Events — 17 February 2014
Join Bobby Flay at ‘Small Plates, Big Hearts’ on March 3rd in NYC!

Calling all foodies and lovers of celebrity chefs! New York City’s only public culinary high school is hosting an exciting and interactive dine-around fundraising evening featuring some of the biggest names in the culinary world presented by the Food Network. On Monday, March 3rd the chic Midtown Loft and Terrace space will house “Small Plates, Big Hearts,” a four hour evening featuring sample food tastings, hob-nobbing with some culinary wizards and a program all to benefit New York City’s Food and Finance High School, which sits on West 50th Street. If you’re unfamiliar with the school by name, some of their groundbreaking initiatives are changing the ways that education is disseminated to young people around the country.

Considering that New York City is considered the financial capital of the world and that our City is a renowned breeding ground for culling some of the finest chefs from around the globe, it’s only fitting that such a creative and focused high school be housed here- aiming to equip our diverse population with some of the more necessary skills for a career in entrepreneurial ventures. Moreover, the Food and Finance High School aims to assist a great many underprivileged youths, teaching them both life skills and disciplines that are truly not widely available in our area. And with roughly 90% of the graduating students moving on to a collegiate career, the work being done at the Food and Finance High School is not only notable for its focus but also for its success rate.

With the school’s fundraising efforts gearing up for the March 3rd event, had the opportunity to grab a few minutes with Nan Shipley, among the school’s most ardent advocates and chairperson of the board of the 501c3 that supports the school. You can read our full interview below about what guests can expect from the star studded evening which includes the likes of Chef Bobby Flay and the event’s host, Food Network’s own Sunny Anderson among other luminaries from the world of cooking as well as gaining a little bit more of a background on the school itself and where the proceeds raised from “Small Plates, Big Hearts” are headed. The evening is a tremendous opportunity to come out for an evening of delectable eats and drinks for a worthy cause, as you’ll read below. Join on March 3rd, and hey, we’ll even take your picture with Bobby Flay…if you can get his ear.  Grab your tickets here! Small Plates, Big Hearts is an event geared toward philanthropic event goers to benefit the Food and Finance High School. Lets talk first about the High School itself and where the funds that are raised will go.

Nan Shipley: Funds raised for the school to go scholarships for the kids, and for things like college application fees and the SAT fees. We also have academic support, as well as advanced culinary classes and a visiting chef’s program for the kids. Many of our students come from a disadvantaged background, and many live below the poverty level. We have a program of healthy after school snacks for all of the kids who participate in after school. The High School certainly seems like a completely creative and niche sort of place but certainly one suitable to New York City especially. Are there similar schools popping up around the country for high school students in this sort of specialized environment?
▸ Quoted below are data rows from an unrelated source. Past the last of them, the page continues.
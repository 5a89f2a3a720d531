//! Dragons demo
//!
//! Renders a dragon, a monkey head and a ground plane lit by a moving,
//! shadow-casting light, with a skybox behind them.
//!
//! Reads `dragons.toml` (or the path given as the first argument) when it
//! exists and falls back to defaults otherwise.

mod app;
mod assets;
mod camera;
mod window;

use scene_renderer::config::Config;
use scene_renderer::foundation::logging;

use app::{AppConfig, DragonsApp};

fn main() {
    let config_path = std::env::args().nth(1).unwrap_or_else(|| "dragons.toml".to_string());
    let config = match AppConfig::load_or_default(&config_path) {
        Ok(config) => config,
        Err(e) => {
            logging::init_with_level("info");
            log::error!("Failed to load {config_path}: {e}");
            std::process::exit(1);
        }
    };

    logging::init_with_level(&config.log_level);
    log::info!("Starting dragons demo");

    if let Err(e) = DragonsApp::new(config).and_then(|mut app| app.run()) {
        log::error!("{e}");
        std::process::exit(1);
    }
}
NS: We are the only Culinary High School in New York, and one of only a few around the country. The school is called CTE: Career Technical Education. It provides a regular Regents’s diploma with real world experience which prepares kids for the workplace. Our students earn national certifications which will help them when they graduate. The great thing about our school is that 90% of our graduates go on to college! That’s an exceptional percentage. There are a plethora of celebrities attending the event- most of which from the culinary world. How challenging was it to get these chefs on board for the event and who can guests expect to schmooze with that evening?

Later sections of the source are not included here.